# Task statement:
Every single entry that follows is to be retyped exactly.

Items from a data source
○ ○ ○ ○ ○
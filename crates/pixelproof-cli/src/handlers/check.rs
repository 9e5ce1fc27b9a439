//! Check command handler

use super::reporter_for;
use crate::config::CliConfig;
use crate::error::{CliError, CliResult};
use crate::CheckArgs;
use pixelproof::assertion::check_palette_default;
use pixelproof::{
    capture_screenshot, DesignSpecification, Layout, PageDriver, ProofError, Reporter,
    SpecAssertor, TestResultEntry,
};
use std::path::{Path, PathBuf};
use std::time::Duration;

/// Every distinct computed text and background color on the page
const PAGE_COLORS_JS: &str = "Array.from(new Set(Array.from(document.querySelectorAll('*'))\
    .flatMap(el => { const s = getComputedStyle(el); return [s.color, s.backgroundColor]; })))";

/// A path to an existing file, or `design-specs/<name>.yml`
#[must_use]
pub fn resolve_spec(layout: &Layout, spec: &str) -> PathBuf {
    let path = Path::new(spec);
    if path.is_file() {
        path.to_path_buf()
    } else {
        layout.spec_file(spec)
    }
}

/// Report file for a specification, e.g. `inbox-design-report.html`
#[must_use]
pub fn report_name(spec: &str) -> String {
    let stem = Path::new(spec)
        .file_stem()
        .map_or_else(|| spec.to_string(), |s| s.to_string_lossy().into_owned());
    format!("{stem}-design-report.html")
}

/// Check the loaded page against `spec`, recording every outcome
pub fn check_page<D: PageDriver + ?Sized>(
    driver: &mut D,
    spec: &DesignSpecification,
    layout: &Layout,
    args: &CheckArgs,
) -> CliResult<Reporter> {
    let assertor = SpecAssertor::new(spec);
    let reports = match &args.component {
        Some(component) => vec![assertor.check_component(&*driver, component)?],
        None => assertor.check_all(&*driver)?,
    };

    let mut reporter = Reporter::new().with_name(format!("Design compliance: {}", args.spec));
    for report in &reports {
        tracing::info!(%report, "component checked");
        reporter.record_component(report);
    }

    if !spec.palette().is_empty() && args.component.is_none() {
        let colors: Vec<String> = serde_json::from_value(driver.execute_script(PAGE_COLORS_JS)?)
            .map_err(|e| ProofError::parse(format!("unexpected page colors result: {e}")))?;
        let stray = check_palette_default(spec, &colors);
        reporter.record(if stray.is_empty() {
            TestResultEntry::passed("palette", Duration::ZERO)
        } else {
            TestResultEntry::failed(
                "palette",
                Duration::ZERO,
                format!("colors outside the palette: {}", stray.join(", ")),
            )
        });
    }

    if args.screenshot {
        let name = Path::new(&args.spec)
            .file_stem()
            .map_or_else(|| args.spec.clone(), |s| s.to_string_lossy().into_owned());
        let path = capture_screenshot(driver, &layout.screenshots, &name)?;
        tracing::info!(path = %path.display(), "captured page");
    }

    Ok(reporter)
}

/// Execute the check command
#[cfg(feature = "browser")]
pub fn execute_check(config: &CliConfig, args: &CheckArgs) -> CliResult<()> {
    use pixelproof::{ChromiumDriver, DriverSession, RunConfig};

    let layout = config.layout();
    let spec = DesignSpecification::load(&resolve_spec(&layout, &args.spec))?;
    let run_config = RunConfig::from_env()?;

    let out = reporter_for(config);
    out.step("🌐", &format!("Opening {}", run_config.url(&args.path)));
    let mut session = DriverSession::new(ChromiumDriver::launch(&run_config)?);
    session.navigate(&run_config.url(&args.path))?;
    let results = check_page(&mut *session, &spec, &layout, args)?;
    session.close()?;

    finish(config, &layout, args, &results)
}

/// Execute the check command
#[cfg(not(feature = "browser"))]
pub fn execute_check(config: &CliConfig, args: &CheckArgs) -> CliResult<()> {
    // fail on a bad spec before complaining about the missing browser
    let layout = config.layout();
    DesignSpecification::load(&resolve_spec(&layout, &args.spec))?;
    Err(CliError::FeatureDisabled { feature: "browser" })
}

/// Write the report and print the outcome
pub fn finish(config: &CliConfig, layout: &Layout, args: &CheckArgs, results: &Reporter) -> CliResult<()> {
    let out = reporter_for(config);
    let report = layout.reports.join(report_name(&args.spec));
    results.write_html(&report)?;

    for failure in results.failures() {
        let message = failure.message.as_deref().unwrap_or("failed");
        out.failure(&format!("{}: {message}", failure.name));
    }
    out.summary(
        results.passed_count(),
        results.failed_count(),
        results.skipped_count(),
        results.total_duration(),
    );
    out.info(&format!("Report: {}", report.display()));

    if results.all_passed() {
        Ok(())
    } else {
        Err(CliError::Proof(ProofError::Validation {
            message: format!("{} design checks failed", results.failed_count()),
        }))
    }
}

#[cfg(test)]
#[allow(clippy::unwrap_used, clippy::expect_used)]
mod tests {
    use super::*;
    use pixelproof::{Locator, MockDriver, MockElement};
    use tempfile::TempDir;

    const SPEC: &str = r##"
post_opportunity_button:
  height: "48px"
  background: "#004AAD"
chat_header:
  height: "64px"
palette:
  primary: "#004AAD"
  white: "#FFFFFF"
"##;

    fn args(component: Option<&str>) -> CheckArgs {
        CheckArgs {
            spec: "company-dashboard-message".to_string(),
            path: "/messages".to_string(),
            component: component.map(String::from),
            screenshot: false,
        }
    }

    fn driver() -> MockDriver {
        MockDriver::new().with_element(
            MockElement::new(Locator::class("post-opportunity-button"), "button")
                .with_size(180.0, 48.0)
                .with_css("background-color", "rgb(0, 74, 173)"),
        )
    }

    #[test]
    fn test_resolve_spec_by_name() {
        let layout = Layout::new("/srv/site");
        assert_eq!(
            resolve_spec(&layout, "inbox"),
            PathBuf::from("/srv/site/design-specs/inbox.yml")
        );
        assert_eq!(report_name("design-specs/inbox.yml"), "inbox-design-report.html");
    }

    #[test]
    fn test_check_single_component() {
        let spec = DesignSpecification::from_yaml_str(SPEC).unwrap();
        let layout = Layout::new("/unused");
        let mut driver = driver();
        let results =
            check_page(&mut driver, &spec, &layout, &args(Some("post_opportunity_button"))).unwrap();
        assert_eq!(results.failed_count(), 0);
        assert_eq!(results.passed_count(), 2);
    }

    #[test]
    fn test_check_all_flags_stray_colors() {
        let spec = DesignSpecification::from_yaml_str(SPEC).unwrap();
        let dir = TempDir::new().unwrap();
        let layout = Layout::new(dir.path());
        let mut driver = driver();
        driver.push_script_result(serde_json::json!([
            "rgb(0, 74, 173)",
            "rgba(0, 0, 0, 0)",
            "rgb(255, 0, 0)"
        ]));

        let results = check_page(&mut driver, &spec, &layout, &args(None)).unwrap();
        // chat_header is absent, so its check is skipped
        assert_eq!(results.skipped_count(), 1);
        let failures = results.failures();
        assert_eq!(failures.len(), 1);
        assert_eq!(failures[0].name, "palette");

        let config = CliConfig::new()
            .with_root(dir.path())
            .with_verbosity(crate::Verbosity::Quiet);
        assert!(finish(&config, &layout, &args(None), &results).is_err());
        assert!(layout.reports.join("company-dashboard-message-design-report.html").is_file());
    }

    #[test]
    fn test_malformed_page_colors_fail() {
        let spec = DesignSpecification::from_yaml_str(SPEC).unwrap();
        let layout = Layout::new("/unused");
        let mut driver = driver();
        driver.push_script_result(serde_json::json!({ "x": 1 }));

        let err = check_page(&mut driver, &spec, &layout, &args(None)).unwrap_err();
        assert!(matches!(err, CliError::Proof(ProofError::Parse { .. })));
        assert!(err.to_string().contains("page colors"));
    }
}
○ ○ ○ ○ ○
# Solution:
filename crates/pixelproof-cli/src/handlers/check.rs
repository 9e5ce1fc27b9a439
//! Check command handler

use super::reporter_for;
use crate::config::CliConfig;
use crate::error::{CliError, CliResult};
use crate::CheckArgs;
use pixelproof::assertion::check_palette_default;
use pixelproof::{
    capture_screenshot, DesignSpecification, Layout, PageDriver, ProofError, Reporter,
    SpecAssertor, TestResultEntry,
};
use std::path::{Path, PathBuf};
use std::time::Duration;

/// Every distinct computed text and background color on the page
const PAGE_COLORS_JS: &str = "Array.from(new Set(Array.from(document.querySelectorAll('*'))\
    .flatMap(el => { const s = getComputedStyle(el); return [s.color, s.backgroundColor]; })))";

/// A path to an existing file, or `design-specs/<name>.yml`
#[must_use]
pub fn resolve_spec(layout: &Layout, spec: &str) -> PathBuf {
    let path = Path::new(spec);
    if path.is_file() {
        path.to_path_buf()
    } else {
        layout.spec_file(spec)
    }
}

/// Report file for a specification, e.g. `inbox-design-report.html`
#[must_use]
pub fn report_name(spec: &str) -> String {
    let stem = Path::new(spec)
        .file_stem()
        .map_or_else(|| spec.to_string(), |s| s.to_string_lossy().into_owned());
    format!("{stem}-design-report.html")
}

/// Check the loaded page against `spec`, recording every outcome
pub fn check_page<D: PageDriver + ?Sized>(
    driver: &mut D,
    spec: &DesignSpecification,
    layout: &Layout,
    args: &CheckArgs,
) -> CliResult<Reporter> {
    let assertor = SpecAssertor::new(spec);
    let reports = match &args.component {
        Some(component) => vec![assertor.check_component(&*driver, component)?],
        None => assertor.check_all(&*driver)?,
    };

    let mut reporter = Reporter::new().with_name(format!("Design compliance: {}", args.spec));
    for report in &reports {
        tracing::info!(%report, "component checked");
        reporter.record_component(report);
    }

    if !spec.palette().is_empty() && args.component.is_none() {
        let colors: Vec<String> = serde_json::from_value(driver.execute_script(PAGE_COLORS_JS)?)
            .map_err(|e| ProofError::parse(format!("unexpected page colors result: {e}")))?;
        let stray = check_palette_default(spec, &colors);
        reporter.record(if stray.is_empty() {
            TestResultEntry::passed("palette", Duration::ZERO)
        } else {
            TestResultEntry::failed(
                "palette",
                Duration::ZERO,
                format!("colors outside the palette: {}", stray.join(", ")),
            )
        });
    }

    if args.screenshot {
        let name = Path::new(&args.spec)
            .file_stem()
            .map_or_else(|| args.spec.clone(), |s| s.to_string_lossy().into_owned());
        let path = capture_screenshot(driver, &layout.screenshots, &name)?;
        tracing::info!(path = %path.display(), "captured page");
    }

    Ok(reporter)
}

/// Execute the check command
#[cfg(feature = "browser")]
pub fn execute_check(config: &CliConfig, args: &CheckArgs) -> CliResult<()> {
    use pixelproof::{ChromiumDriver, DriverSession, RunConfig};

    let layout = config.layout();
    let spec = DesignSpecification::load(&resolve_spec(&layout, &args.spec))?;
    let run_config = RunConfig::from_env()?;

    let out = reporter_for(config);
    out.step("🌐", &format!("Opening {}", run_config.url(&args.path)));
    let mut session = DriverSession::new(ChromiumDriver::launch(&run_config)?);
    session.navigate(&run_config.url(&args.path))?;
    let results = check_page(&mut *session, &spec, &layout, args)?;
    session.close()?;

    finish(config, &layout, args, &results)
}

/// Execute the check command
#[cfg(not(feature = "browser"))]
pub fn execute_check(config: &CliConfig, args: &CheckArgs) -> CliResult<()> {
    // fail on a bad spec before complaining about the missing browser
    let layout = config.layout();
    DesignSpecification::load(&resolve_spec(&layout, &args.spec))?;
    Err(CliError::FeatureDisabled { feature: "browser" })
}

/// Write the report and print the outcome
pub fn finish(config: &CliConfig, layout: &Layout, args: &CheckArgs, results: &Reporter) -> CliResult<()> {
    let out = reporter_for(config);
    let report = layout.reports.join(report_name(&args.spec));
    results.write_html(&report)?;

    for failure in results.failures() {
        let message = failure.message.as_deref().unwrap_or("failed");
        out.failure(&format!("{}: {message}", failure.name));
    }
    out.summary(
        results.passed_count(),
        results.failed_count(),
        results.skipped_count(),
        results.total_duration(),
    );
    out.info(&format!("Report: {}", report.display()));

    if results.all_passed() {
        Ok(())
    } else {
        Err(CliError::Proof(ProofError::Validation {
            message: format!("{} design checks failed", results.failed_count()),
        }))
    }
}

#[cfg(test)]
#[allow(clippy::unwrap_used, clippy::expect_used)]
mod tests {
    use super::*;
    use pixelproof::{Locator, MockDriver, MockElement};
    use tempfile::TempDir;

    const SPEC: &str = r##"
post_opportunity_button:
  height: "48px"
  background: "#004AAD"
chat_header:
  height: "64px"
palette:
  primary: "#004AAD"
  white: "#FFFFFF"
"##;

    fn args(component: Option<&str>) -> CheckArgs {
        CheckArgs {
            spec: "company-dashboard-message".to_string(),
            path: "/messages".to_string(),
            component: component.map(String::from),
            screenshot: false,
        }
    }

    fn driver() -> MockDriver {
        MockDriver::new().with_element(
            MockElement::new(Locator::class("post-opportunity-button"), "button")
                .with_size(180.0, 48.0)
                .with_css("background-color", "rgb(0, 74, 173)"),
        )
    }

    #[test]
    fn test_resolve_spec_by_name() {
        let layout = Layout::new("/srv/site");
        assert_eq!(
            resolve_spec(&layout, "inbox"),
            PathBuf::from("/srv/site/design-specs/inbox.yml")
        );
        assert_eq!(report_name("design-specs/inbox.yml"), "inbox-design-report.html");
    }

    #[test]
    fn test_check_single_component() {
        let spec = DesignSpecification::from_yaml_str(SPEC).unwrap();
        let layout = Layout::new("/unused");
        let mut driver = driver();
        let results =
            check_page(&mut driver, &spec, &layout, &args(Some("post_opportunity_button"))).unwrap();
        assert_eq!(results.failed_count(), 0);
        assert_eq!(results.passed_count(), 2);
    }

    #[test]
    fn test_check_all_flags_stray_colors() {
        let spec = DesignSpecification::from_yaml_str(SPEC).unwrap();
        let dir = TempDir::new().unwrap();
        let layout = Layout::new(dir.path());
        let mut driver = driver();
        driver.push_script_result(serde_json::json!([
            "rgb(0, 74, 173)",
            "rgba(0, 0, 0, 0)",
            "rgb(255, 0, 0)"
        ]));

        let results = check_page(&mut driver, &spec, &layout, &args(None)).unwrap();
        // chat_header is absent, so its check is skipped
        assert_eq!(results.skipped_count(), 1);
        let failures = results.failures();
        assert_eq!(failures.len(), 1);
        assert_eq!(failures[0].name, "palette");

        let config = CliConfig::new()
            .with_root(dir.path())
            .with_verbosity(crate::Verbosity::Quiet);
        assert!(finish(&config, &layout, &args(None), &results).is_err());
        assert!(layout.reports.join("company-dashboard-message-design-report.html").is_file());
    }

    #[test]
    fn test_malformed_page_colors_fail() {
        let spec = DesignSpecification::from_yaml_str(SPEC).unwrap();
        let layout = Layout::new("/unused");
        let mut driver = driver();
        driver.push_script_result(serde_json::json!({ "x": 1 }));

        let err = check_page(&mut driver, &spec, &layout, &args(None)).unwrap_err();
        assert!(matches!(err, CliError::Proof(ProofError::Parse { .. })));
        assert!(err.to_string().contains("page colors"));
    }
}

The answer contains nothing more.